Information supplied:

────────────────────────────────────────

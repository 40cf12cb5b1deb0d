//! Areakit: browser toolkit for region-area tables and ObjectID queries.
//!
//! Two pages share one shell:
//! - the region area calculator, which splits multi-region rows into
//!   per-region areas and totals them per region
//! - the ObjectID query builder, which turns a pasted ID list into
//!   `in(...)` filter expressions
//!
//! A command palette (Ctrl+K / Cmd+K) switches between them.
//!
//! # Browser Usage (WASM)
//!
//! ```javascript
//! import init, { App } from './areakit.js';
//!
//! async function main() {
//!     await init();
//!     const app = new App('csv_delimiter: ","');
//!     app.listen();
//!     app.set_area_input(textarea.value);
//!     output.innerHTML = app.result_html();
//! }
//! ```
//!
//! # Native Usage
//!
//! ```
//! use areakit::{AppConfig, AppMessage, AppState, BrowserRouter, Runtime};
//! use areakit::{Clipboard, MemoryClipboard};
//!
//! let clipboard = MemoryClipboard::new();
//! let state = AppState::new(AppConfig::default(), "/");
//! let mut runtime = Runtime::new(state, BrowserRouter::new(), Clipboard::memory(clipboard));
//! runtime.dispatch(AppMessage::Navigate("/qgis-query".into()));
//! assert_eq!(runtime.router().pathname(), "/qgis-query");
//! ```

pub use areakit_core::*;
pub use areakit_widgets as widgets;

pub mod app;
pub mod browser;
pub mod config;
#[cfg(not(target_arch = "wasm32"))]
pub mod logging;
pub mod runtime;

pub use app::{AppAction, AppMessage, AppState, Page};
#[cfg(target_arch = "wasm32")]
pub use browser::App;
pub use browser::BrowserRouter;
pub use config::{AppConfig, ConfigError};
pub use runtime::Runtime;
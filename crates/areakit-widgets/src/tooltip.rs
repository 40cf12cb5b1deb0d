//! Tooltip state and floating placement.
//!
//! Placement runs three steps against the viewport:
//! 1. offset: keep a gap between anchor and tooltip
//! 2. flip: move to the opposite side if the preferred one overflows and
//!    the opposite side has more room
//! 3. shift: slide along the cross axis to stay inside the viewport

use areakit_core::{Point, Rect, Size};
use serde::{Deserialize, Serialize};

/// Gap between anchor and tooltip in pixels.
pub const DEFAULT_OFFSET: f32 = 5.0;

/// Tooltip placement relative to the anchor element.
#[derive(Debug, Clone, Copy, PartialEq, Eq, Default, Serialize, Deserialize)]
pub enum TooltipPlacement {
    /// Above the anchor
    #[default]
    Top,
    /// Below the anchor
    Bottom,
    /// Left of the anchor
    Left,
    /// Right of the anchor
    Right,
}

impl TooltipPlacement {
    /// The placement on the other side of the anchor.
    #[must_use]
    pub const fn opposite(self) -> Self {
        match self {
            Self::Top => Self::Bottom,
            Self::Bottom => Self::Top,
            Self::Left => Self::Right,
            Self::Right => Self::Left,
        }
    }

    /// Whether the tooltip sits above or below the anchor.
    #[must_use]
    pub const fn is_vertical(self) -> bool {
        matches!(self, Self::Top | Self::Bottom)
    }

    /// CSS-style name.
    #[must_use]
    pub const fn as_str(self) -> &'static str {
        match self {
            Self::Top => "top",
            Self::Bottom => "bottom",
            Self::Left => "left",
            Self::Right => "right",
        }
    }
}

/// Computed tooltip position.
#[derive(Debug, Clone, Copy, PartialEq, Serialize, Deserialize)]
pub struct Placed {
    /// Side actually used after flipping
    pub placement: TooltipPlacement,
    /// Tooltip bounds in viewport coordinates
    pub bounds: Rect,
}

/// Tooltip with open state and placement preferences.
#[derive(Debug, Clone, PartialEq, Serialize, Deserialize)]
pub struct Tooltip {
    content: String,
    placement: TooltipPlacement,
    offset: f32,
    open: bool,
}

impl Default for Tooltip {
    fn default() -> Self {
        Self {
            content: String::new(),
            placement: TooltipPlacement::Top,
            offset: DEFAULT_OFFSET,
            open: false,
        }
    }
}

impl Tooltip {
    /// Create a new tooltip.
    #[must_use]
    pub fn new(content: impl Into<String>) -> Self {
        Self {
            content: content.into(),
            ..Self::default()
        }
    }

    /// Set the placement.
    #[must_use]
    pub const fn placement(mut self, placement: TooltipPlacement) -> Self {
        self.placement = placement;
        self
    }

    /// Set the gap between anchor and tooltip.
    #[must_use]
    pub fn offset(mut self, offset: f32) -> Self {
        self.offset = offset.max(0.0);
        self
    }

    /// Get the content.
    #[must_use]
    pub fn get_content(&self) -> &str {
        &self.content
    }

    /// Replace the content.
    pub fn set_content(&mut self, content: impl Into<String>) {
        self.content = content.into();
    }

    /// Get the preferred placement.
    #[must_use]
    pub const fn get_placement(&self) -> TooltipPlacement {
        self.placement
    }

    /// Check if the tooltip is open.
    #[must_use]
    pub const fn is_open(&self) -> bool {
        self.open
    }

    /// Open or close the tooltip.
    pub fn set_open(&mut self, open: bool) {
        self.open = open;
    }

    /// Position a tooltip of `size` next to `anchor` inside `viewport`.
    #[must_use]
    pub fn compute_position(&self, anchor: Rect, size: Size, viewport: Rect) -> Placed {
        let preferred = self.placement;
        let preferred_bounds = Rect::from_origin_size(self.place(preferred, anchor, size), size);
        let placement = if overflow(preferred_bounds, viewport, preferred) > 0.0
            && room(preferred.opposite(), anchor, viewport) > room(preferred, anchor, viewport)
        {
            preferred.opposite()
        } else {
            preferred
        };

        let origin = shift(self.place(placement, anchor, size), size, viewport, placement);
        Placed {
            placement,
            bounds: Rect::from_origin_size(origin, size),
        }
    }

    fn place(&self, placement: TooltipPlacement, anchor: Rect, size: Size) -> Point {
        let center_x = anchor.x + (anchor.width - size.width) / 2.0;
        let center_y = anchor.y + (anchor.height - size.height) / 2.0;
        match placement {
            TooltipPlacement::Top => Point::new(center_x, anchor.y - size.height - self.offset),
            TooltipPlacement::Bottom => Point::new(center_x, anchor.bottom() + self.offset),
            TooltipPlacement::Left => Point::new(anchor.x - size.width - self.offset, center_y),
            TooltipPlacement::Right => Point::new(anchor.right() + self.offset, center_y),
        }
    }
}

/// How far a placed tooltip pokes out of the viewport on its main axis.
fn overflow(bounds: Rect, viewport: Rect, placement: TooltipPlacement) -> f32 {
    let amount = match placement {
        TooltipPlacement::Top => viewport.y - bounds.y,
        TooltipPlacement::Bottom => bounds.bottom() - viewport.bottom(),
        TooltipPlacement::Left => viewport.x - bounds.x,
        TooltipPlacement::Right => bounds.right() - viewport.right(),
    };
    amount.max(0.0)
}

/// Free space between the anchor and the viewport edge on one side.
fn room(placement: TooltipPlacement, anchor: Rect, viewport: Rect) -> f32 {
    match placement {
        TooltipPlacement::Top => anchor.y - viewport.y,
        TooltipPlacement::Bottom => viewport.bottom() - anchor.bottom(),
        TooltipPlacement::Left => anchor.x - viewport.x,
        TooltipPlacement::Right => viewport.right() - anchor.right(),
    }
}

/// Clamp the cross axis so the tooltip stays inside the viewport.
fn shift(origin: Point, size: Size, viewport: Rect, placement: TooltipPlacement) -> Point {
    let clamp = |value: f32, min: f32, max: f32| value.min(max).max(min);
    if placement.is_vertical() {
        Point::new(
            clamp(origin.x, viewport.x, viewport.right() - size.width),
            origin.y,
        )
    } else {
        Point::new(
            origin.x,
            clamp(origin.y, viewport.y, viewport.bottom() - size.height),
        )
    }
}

────────────────────────────────────────

Work item:
For this exercise, restate each of the entries without any deviation.

Exercise response:
repository 40cf12cb5b1deb0d
//! Areakit: browser toolkit for region-area tables and ObjectID queries.
//!
//! Two pages share one shell:
//! - the region area calculator, which splits multi-region rows into
//!   per-region areas and totals them per region
//! - the ObjectID query builder, which turns a pasted ID list into
//!   `in(...)` filter expressions
//!
//! A command palette (Ctrl+K / Cmd+K) switches between them.
//!
//! # Browser Usage (WASM)
//!
//! ```javascript
//! import init, { App } from './areakit.js';
//!
//! async function main() {
//!     await init();
//!     const app = new App('csv_delimiter: ","');
//!     app.listen();
//!     app.set_area_input(textarea.value);
//!     output.innerHTML = app.result_html();
//! }
//! ```
//!
//! # Native Usage
//!
//! ```
//! use areakit::{AppConfig, AppMessage, AppState, BrowserRouter, Runtime};
//! use areakit::{Clipboard, MemoryClipboard};
//!
//! let clipboard = MemoryClipboard::new();
//! let state = AppState::new(AppConfig::default(), "/");
//! let mut runtime = Runtime::new(state, BrowserRouter::new(), Clipboard::memory(clipboard));
//! runtime.dispatch(AppMessage::Navigate("/qgis-query".into()));
//! assert_eq!(runtime.router().pathname(), "/qgis-query");
//! ```

pub use areakit_core::*;
pub use areakit_widgets as widgets;

pub mod app;
pub mod browser;
pub mod config;
#[cfg(not(target_arch = "wasm32"))]
pub mod logging;
pub mod runtime;

pub use app::{AppAction, AppMessage, AppState, Page};
#[cfg(target_arch = "wasm32")]
pub use browser::App;
pub use browser::BrowserRouter;
pub use config::{AppConfig, ConfigError};
pub use runtime::Runtime;
filename crates/areakit-widgets/src/tooltip.rs
repository 40cf12cb5b1deb0d
//! Tooltip state and floating placement.
//!
//! Placement runs three steps against the viewport:
//! 1. offset: keep a gap between anchor and tooltip
//! 2. flip: move to the opposite side if the preferred one overflows and
//!    the opposite side has more room
//! 3. shift: slide along the cross axis to stay inside the viewport

use areakit_core::{Point, Rect, Size};
use serde::{Deserialize, Serialize};

/// Gap between anchor and tooltip in pixels.
pub const DEFAULT_OFFSET: f32 = 5.0;

/// Tooltip placement relative to the anchor element.
#[derive(Debug, Clone, Copy, PartialEq, Eq, Default, Serialize, Deserialize)]
pub enum TooltipPlacement {
    /// Above the anchor
    #[default]
    Top,
    /// Below the anchor
    Bottom,
    /// Left of the anchor
    Left,
    /// Right of the anchor
    Right,
}

impl TooltipPlacement {
    /// The placement on the other side of the anchor.
    #[must_use]
    pub const fn opposite(self) -> Self {
        match self {
            Self::Top => Self::Bottom,
            Self::Bottom => Self::Top,
            Self::Left => Self::Right,
            Self::Right => Self::Left,
        }
    }

    /// Whether the tooltip sits above or below the anchor.
    #[must_use]
    pub const fn is_vertical(self) -> bool {
        matches!(self, Self::Top | Self::Bottom)
    }

    /// CSS-style name.
    #[must_use]
    pub const fn as_str(self) -> &'static str {
        match self {
            Self::Top => "top",
            Self::Bottom => "bottom",
            Self::Left => "left",
            Self::Right => "right",
        }
    }
}

/// Computed tooltip position.
#[derive(Debug, Clone, Copy, PartialEq, Serialize, Deserialize)]
pub struct Placed {
    /// Side actually used after flipping
    pub placement: TooltipPlacement,
    /// Tooltip bounds in viewport coordinates
    pub bounds: Rect,
}

/// Tooltip with open state and placement preferences.
#[derive(Debug, Clone, PartialEq, Serialize, Deserialize)]
pub struct Tooltip {
    content: String,
    placement: TooltipPlacement,
    offset: f32,
    open: bool,
}

impl Default for Tooltip {
    fn default() -> Self {
        Self {
            content: String::new(),
            placement: TooltipPlacement::Top,
            offset: DEFAULT_OFFSET,
            open: false,
        }
    }
}

impl Tooltip {
    /// Create a new tooltip.
    #[must_use]
    pub fn new(content: impl Into<String>) -> Self {
        Self {
            content: content.into(),
            ..Self::default()
        }
    }

    /// Set the placement.
    #[must_use]
    pub const fn placement(mut self, placement: TooltipPlacement) -> Self {
        self.placement = placement;
        self
    }

    /// Set the gap between anchor and tooltip.
    #[must_use]
    pub fn offset(mut self, offset: f32) -> Self {
        self.offset = offset.max(0.0);
        self
    }

    /// Get the content.
    #[must_use]
    pub fn get_content(&self) -> &str {
        &self.content
    }

    /// Replace the content.
    pub fn set_content(&mut self, content: impl Into<String>) {
        self.content = content.into();
    }

    /// Get the preferred placement.
    #[must_use]
    pub const fn get_placement(&self) -> TooltipPlacement {
        self.placement
    }

    /// Check if the tooltip is open.
    #[must_use]
    pub const fn is_open(&self) -> bool {
        self.open
    }

    /// Open or close the tooltip.
    pub fn set_open(&mut self, open: bool) {
        self.open = open;
    }

    /// Position a tooltip of `size` next to `anchor` inside `viewport`.
    #[must_use]
    pub fn compute_position(&self, anchor: Rect, size: Size, viewport: Rect) -> Placed {
        let preferred = self.placement;
        let preferred_bounds = Rect::from_origin_size(self.place(preferred, anchor, size), size);
        let placement = if overflow(preferred_bounds, viewport, preferred) > 0.0
            && room(preferred.opposite(), anchor, viewport) > room(preferred, anchor, viewport)
        {
            preferred.opposite()
        } else {
            preferred
        };

        let origin = shift(self.place(placement, anchor, size), size, viewport, placement);
        Placed {
            placement,
            bounds: Rect::from_origin_size(origin, size),
        }
    }

    fn place(&self, placement: TooltipPlacement, anchor: Rect, size: Size) -> Point {
        let center_x = anchor.x + (anchor.width - size.width) / 2.0;
        let center_y = anchor.y + (anchor.height - size.height) / 2.0;
        match placement {
            TooltipPlacement::Top => Point::new(center_x, anchor.y - size.height - self.offset),
            TooltipPlacement::Bottom => Point::new(center_x, anchor.bottom() + self.offset),
            TooltipPlacement::Left => Point::new(anchor.x - size.width - self.offset, center_y),
            TooltipPlacement::Right => Point::new(anchor.right() + self.offset, center_y),
        }
    }
}

/// How far a placed tooltip pokes out of the viewport on its main axis.
fn overflow(bounds: Rect, viewport: Rect, placement: TooltipPlacement) -> f32 {
    let amount = match placement {
        TooltipPlacement::Top => viewport.y - bounds.y,
        TooltipPlacement::Bottom => bounds.bottom() - viewport.bottom(),
        TooltipPlacement::Left => viewport.x - bounds.x,
        TooltipPlacement::Right => bounds.right() - viewport.right(),
    };
    amount.max(0.0)
}

/// Free space between the anchor and the viewport edge on one side.
fn room(placement: TooltipPlacement, anchor: Rect, viewport: Rect) -> f32 {
    match placement {
        TooltipPlacement::Top => anchor.y - viewport.y,
        TooltipPlacement::Bottom => viewport.bottom() - anchor.bottom(),
        TooltipPlacement::Left => anchor.x - viewport.x,
        TooltipPlacement::Right => viewport.right() - anchor.right(),
    }
}

/// Clamp the cross axis so the tooltip stays inside the viewport.
fn shift(origin: Point, size: Size, viewport: Rect, placement: TooltipPlacement) -> Point {
    let clamp = |value: f32, min: f32, max: f32| value.min(max).max(min);
    if placement.is_vertical() {
        Point::new(
            clamp(origin.x, viewport.x, viewport.right() - size.width),
            origin.y,
        )
    } else {
        Point::new(
            origin.x,
            clamp(origin.y, viewport.y, viewport.bottom() - size.height),
        )
    }
}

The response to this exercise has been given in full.